No puedo dormir. Es medianoche y las cigarras me están volviendo loco. Me ha despertado una sensación extraña; he creído recordar y entenderlo todo, pero los recuerdos se ha disipado como niebla cuando he terminado de recuperar la consciencia. Ahora vuelvo a no saber nada. Me incorporo con dificultad y ando tambaleante por la habitación. No sé cuando volveré a andar con normalidad, pero al menos con cuidado puedo mantener el equilibrio. Busco el tabaco y saco sin querer de mi guerrera el dibujo del niño. La luz tenue de la vela me permite verlo con detenimiento mientras fumo tranquilo. Me ha idealizado.

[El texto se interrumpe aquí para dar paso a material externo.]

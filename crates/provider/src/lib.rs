//! Access to the upstream movie-metadata provider.

mod client;
mod endpoint;
mod provider_error;

pub use client::configuration::ProviderSettings;
pub use client::ImdbApiClient;
pub use endpoint::Endpoint;
pub use provider_error::{ProviderError, TRANSIENT_FAILURE_MESSAGE};

use async_trait::async_trait;
use serde_json::Value;

/// Issues logical requests to the movie-metadata provider.
#[async_trait]
pub trait ProviderClient: Send + Sync {
    /// Request `param` from `endpoint` and return the decoded JSON body.
    ///
    /// A body carrying a non-empty `errorMessage` is reported as [ProviderError::Provider];
    /// transport and decoding problems are reported as [ProviderError::Transient].
    async fn call(&self, endpoint: Endpoint, param: &str) -> Result<Value, ProviderError>;
}
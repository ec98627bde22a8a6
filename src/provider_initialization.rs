use anyhow::{Context, Result};
use moviefinder_cache::{build_cache, CacheSettings};
use moviefinder_provider::{ImdbApiClient, ProviderSettings};
use moviefinder_resolver::MovieResolver;
use tracing::info;

/// Build the [MovieResolver] along with the cache and provider client behind it, all configured
/// from the environment.
pub fn initialize_resolver() -> Result<MovieResolver<ImdbApiClient>> {
    let cache_settings = CacheSettings::from_env()?;
    let cache = build_cache(&cache_settings).context("Failed to build the response cache.")?;

    let provider_settings = ProviderSettings::from_env()?;
    info!(settings = ?provider_settings, "Found provider settings.");
    let client = ImdbApiClient::new(provider_settings, cache, cache_settings.ttl)
        .context("Failed to create the provider client.")?;

    Ok(MovieResolver::new(client))
}
//! Configuration and handling of movie lookups over HTTP.

use crate::movie_api_error::MovieApiError;
use actix_web::{web, HttpResponse};
use moviefinder_provider::ProviderClient;
use moviefinder_resolver::{MovieResolver, RequestContext, ResolveError};
use serde::Deserialize;
use tracing::debug;
use tracing_actix_web::RootSpan;

mod movie_api_error;
mod movie_finder_root_span;

pub use movie_finder_root_span::MovieFinderRootSpan;

/// The query string of `GET /movies`. Both values are free text.
#[derive(Deserialize, Debug)]
struct MovieQuery {
    title: Option<String>,
    year: Option<String>,
}

/// Configure the movie lookup endpoint.
///
/// A query string that cannot be read (a repeated `title`, for instance) is answered like a
/// missing title.
pub fn movies_config<P: ProviderClient + 'static>(cfg: &mut web::ServiceConfig) {
    let query_config = web::QueryConfig::default().error_handler(|err, _req| {
        debug!(error = %err, "Unreadable query string.");
        MovieApiError::new("", ResolveError::InvalidRequest).into()
    });
    cfg.service(
        web::resource("/movies")
            .app_data(query_config)
            .route(web::get().to(index::<P>)),
    );
}

/// The root span is only available when the app is wrapped in `TracingLogger`.
async fn index<P: ProviderClient + 'static>(
    root_span: Option<RootSpan>,
    query: web::Query<MovieQuery>,
    resolver: web::Data<MovieResolver<P>>,
) -> Result<HttpResponse, MovieApiError> {
    let MovieQuery { title, year } = query.into_inner();
    let mut context = RequestContext::new(title.as_deref().unwrap_or_default(), year.as_deref());
    if let Some(span) = &root_span {
        span.record("movie_title", &context.normalized_title.as_str());
        if let Some(y) = &context.year {
            span.record("movie_year", &y.as_str());
        }
    }

    let result = resolver.resolve(&mut context).await;
    if let (Some(span), Some(id)) = (&root_span, &context.resolved_id) {
        span.record("movie_id", &id.as_str());
    }

    match result {
        Ok(record) => Ok(HttpResponse::Ok().json(record)),
        Err(e) => {
            debug!(stage = ?context.stage(), error = %e, "Answering with a failure response.");
            Err(MovieApiError::new(&context.raw_title, e))
        }
    }
}
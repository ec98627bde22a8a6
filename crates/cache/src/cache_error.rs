use thiserror::Error;

/// Failures of the cache storage itself. These never reach the caller of
/// [crate::get_or_fetch]; they are logged and the cache is bypassed.
#[derive(Debug, Error)]
pub enum CacheError {
    #[error("Cache I/O failed: {0}")]
    Io(#[from] std::io::Error),

    #[error("Cache storage task failed: {0}")]
    Task(#[from] tokio::task::JoinError),

    #[error("Cache directory is unusable: {0}")]
    Directory(String),
}
//! Builds the configured [ResponseCache] from the environment.

use crate::memory_cache::DEFAULT_MAX_ENTRIES;
use crate::{CacheError, FileCache, MemoryCache, ResponseCache, DEFAULT_TTL};
use anyhow::{Context, Result};
use moviefinder_common::environment::{
    get_env_var_or, parse_env_var_or,
    variables::{CACHE_BACKEND, CACHE_DIR, CACHE_TTL_SECONDS},
};
use std::path::PathBuf;
use std::str::FromStr;
use std::sync::Arc;
use std::time::Duration;
use strum_macros::{AsRefStr, EnumString};
use tracing::info;

const CACHE_DIR_DEFAULT: &str = "cache";

/// Where cached responses live.
#[derive(Debug, Clone, Copy, PartialEq, Eq, AsRefStr, EnumString)]
#[strum(serialize_all = "lowercase")]
pub enum CacheBackend {
    /// One file per request identity under [CacheSettings::dir].
    File,
    /// Process memory; lost on restart.
    Memory,
}

/// Settings to configure the response cache.
#[derive(Debug, Clone)]
pub struct CacheSettings {
    pub backend: CacheBackend,
    pub dir: PathBuf,
    pub ttl: Duration,
}

impl Default for CacheSettings {
    fn default() -> Self {
        CacheSettings {
            backend: CacheBackend::File,
            dir: PathBuf::from(CACHE_DIR_DEFAULT),
            ttl: DEFAULT_TTL,
        }
    }
}

impl CacheSettings {
    /// Read the cache settings from the environment, using the defaults for anything not set.
    pub fn from_env() -> Result<Self> {
        let raw_backend = get_env_var_or(CACHE_BACKEND, CacheBackend::File.as_ref());
        let backend = CacheBackend::from_str(&raw_backend.to_lowercase())
            .with_context(|| format!("Unknown cache backend \"{}\".", raw_backend))?;
        let ttl_seconds = parse_env_var_or(CACHE_TTL_SECONDS, DEFAULT_TTL.as_secs())?;

        Ok(CacheSettings {
            backend,
            dir: PathBuf::from(get_env_var_or(CACHE_DIR, CACHE_DIR_DEFAULT)),
            ttl: Duration::from_secs(ttl_seconds),
        })
    }
}

/// Build the cache backend selected by `settings`.
pub fn build_cache(settings: &CacheSettings) -> Result<Arc<dyn ResponseCache>, CacheError> {
    info!(
        cache.backend = settings.backend.as_ref(),
        cache.ttl_seconds = settings.ttl.as_secs(),
        "Building the response cache."
    );
    let cache: Arc<dyn ResponseCache> = match settings.backend {
        CacheBackend::File => Arc::new(FileCache::new(&settings.dir)?),
        CacheBackend::Memory => {
            Arc::new(MemoryCache::with_limits(settings.ttl, DEFAULT_MAX_ENTRIES))
        }
    };

    Ok(cache)
}
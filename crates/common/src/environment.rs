use anyhow::{Context, Result};
use std::env;
use std::fs;
use std::str::FromStr;
use tracing::info;

/// Retrieve some environment variable value by its name. Also checks if the environment variable
/// value is in some file, the path to which is retrieved from an environment variable by the
/// given name concatenated with `_FILE`.
///
/// Returns [Result::Ok()] if a value is successfully retrieved from either environment variable;
/// returns [Result::Err()] otherwise. The value is trimmed either way.
pub fn get_env_var(name: &str) -> Result<String> {
    let value = match env::var(name) {
        Ok(s) => s,
        Err(e) => get_from_file(name).with_context(|| {
            format!(
                "Could not find a value for {} nor for {}_FILE. Original Error: {:?}",
                name, name, e
            )
        })?,
    };
    Ok(value.trim().to_string())
}

/// Like [get_env_var], but falls back to `default` when neither variable is set.
pub fn get_env_var_or(name: &str, default: &str) -> String {
    match get_env_var(name) {
        Ok(v) if !v.is_empty() => v,
        _ => {
            info!(
                "No value found for {}, using the default value {}.",
                name, default
            );
            String::from(default)
        }
    }
}

/// Retrieve and parse some environment variable, falling back to `default` when it is not set.
///
/// A value that is present but cannot be parsed is an error rather than a silent fallback.
pub fn parse_env_var_or<T>(name: &str, default: T) -> Result<T>
where
    T: FromStr,
    T::Err: std::error::Error + Send + Sync + 'static,
{
    match get_env_var(name) {
        Ok(v) if !v.is_empty() => v
            .parse::<T>()
            .with_context(|| format!("Failed to parse \"{}\" as a valid value for {}.", v, name)),
        _ => Ok(default),
    }
}

fn get_from_file(name: &str) -> Result<String> {
    let path = env::var(format!("{}_FILE", name))?;
    Ok(fs::read_to_string(path)?)
}

pub mod variables {
    pub use crate::environment_variables::*;
}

Tras de mí una enorme bandera italiana ondea al viento, sobre la que aparece “Por el honor de Italia”…y debajo ha escrito “Mi padre es un héroe herido en la guerra,  “Sicilia, 11 de Mayo de 1929”… Me siento en la cama y me llevo las manos a la cabeza…un sudor frio me recorre la nuca y la espalda, y empiezo a enlazar recuerdos y sensaciones…me viene a la cabeza la imagen de la foto del salón, frente a la que paso a diario,  en la que aparece la enfermera del brazo de un militar de los Bersaglieri y con un niño pequeño en brazos;  recuerdo su miradas y lo que siento cuando estoy con ellos;  recuerdo al perro, mi perro, al que yo le puse el nombre cuando era un cachorro, recuerdo mi hogar…empiezo a llorar y a gritar mientras golpeo las paredes…descubro aterrorizado que llevo 11 años perdido en el laberinto de mi memoria, en mi casa, con mi mujer y con mi hijo. Me tropiezo y tiro la mesita de noche, reventando la jarra de agua contra el suelo…se abre la puerta y aparece ella, en camisón, mientras me revuelvo en el suelo cortándome las rodillas y las manos con los cristales mientras intento levantarme;  ella solloza mientras me acaricia la cara, me besa y me dice que no me preocupe, que todo va a salir bien, que no pasa nada. Los dos nos mantenemos abrazados de rodillas, empapados en mi sangre y llorando  sin consuelo, aprovechando mi doloroso y fugaz momento de lucidez.